Mayor of South Windsor, Connecticut
- In office 1977–1979
- Preceded by: Robert J. Smith
- Succeeded by: Edward Havens

Personal details
- Born: August 21, 1934 Middletown, Connecticut
- Died: May 26, 2010 (aged 75)
- Party: Republican
- Education: Morse College

= Nancy Caffyn =

American politician

Nancy J. Jacobson Caffyn (August 21, 1934, in Middletown, Connecticut – May 26, 2010) was an American politician who served as the mayor of South Windsor, Connecticut from 1977 to 1979 as the 3rd Barnstable District representative in the Massachusetts House of Representatives from 1999 to 2001.

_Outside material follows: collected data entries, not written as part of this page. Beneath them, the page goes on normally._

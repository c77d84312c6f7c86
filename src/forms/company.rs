use serde::{Deserialize, Serialize};
use serde_json::json;

use super::{Form, ValidationErrors, Validator};
use crate::domain::Company;
use crate::remote::RemoteRequest;
use crate::resource::{Resource, ResourceKey};

#[derive(Debug, Clone, Copy, PartialEq, Eq, Default, Serialize, Deserialize)]
pub enum CompanySize {
    #[default]
    #[serde(rename = "1-10")]
    Micro,
    #[serde(rename = "11-50")]
    Small,
    #[serde(rename = "51-200")]
    Medium,
    #[serde(rename = "201-1000")]
    Large,
    #[serde(rename = "1000+")]
    Enterprise,
}

/// Create a company page, or edit one when `id` is set.
#[derive(Debug, Clone, Default, PartialEq, Serialize, Deserialize)]
#[serde(rename_all = "camelCase")]
pub struct CompanyForm {
    pub id: Option<String>,
    pub name: String,
    pub tagline: String,
    pub industry: String,
    pub website: String,
    pub size: CompanySize,
    pub description: String,
}

impl Form for CompanyForm {
    fn validate(&self) -> Result<(), ValidationErrors> {
        Validator::new()
            .required("name", &self.name)
            .max_len("name", &self.name, 100)
            .max_len("tagline", &self.tagline, 120)
            .required("industry", &self.industry)
            .url("website", &self.website)
            .max_len("description", &self.description, 2000)
            .finish()
    }

    fn request(&self) -> RemoteRequest {
        let payload = json!({
            "name": self.name.trim(),
            "tagline": self.tagline.trim(),
            "industry": self.industry.trim(),
            "website": self.website.trim(),
            "size": self.size,
            "description": self.description,
        });
        match &self.id {
            Some(id) => RemoteRequest::put(Company::endpoint(id)).with_payload(payload),
            None => RemoteRequest::post("/company").with_payload(payload),
        }
    }

    fn invalidates(&self) -> Vec<ResourceKey> {
        self.id.iter().map(|id| Company::key_for(id)).collect()
    }
}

Caffyn grew up in East Hampton, Connecticut. Her father, Arthur Jacobson was a member of the Connecticut Senate. At the age of 21 she married United States Air Force cadet Allan Caffyn. After his service the couple moved to South Windsor, Connecticut where she served as the town's mayor.

Following her divorce, Caffyn moved to her summer home in Mashpee, Massachusetts. From 1991 to 1999 she was a member of the town's board of selectmen. In 1998, she was elected to the Massachusetts House of Representatives, succeeding five-term incumbent Thomas Cahir who ran for Barnstable County Sheriff instead. In 2000, Caffyn was voted Legislator of the Year by her colleagues. After one term in the house, Caffyn decided not to run for reelection, choosing to spend more time with her family and concentrate on her health.

Caffyn died on May 26, 2010, following a thirteen-year battle with cancer.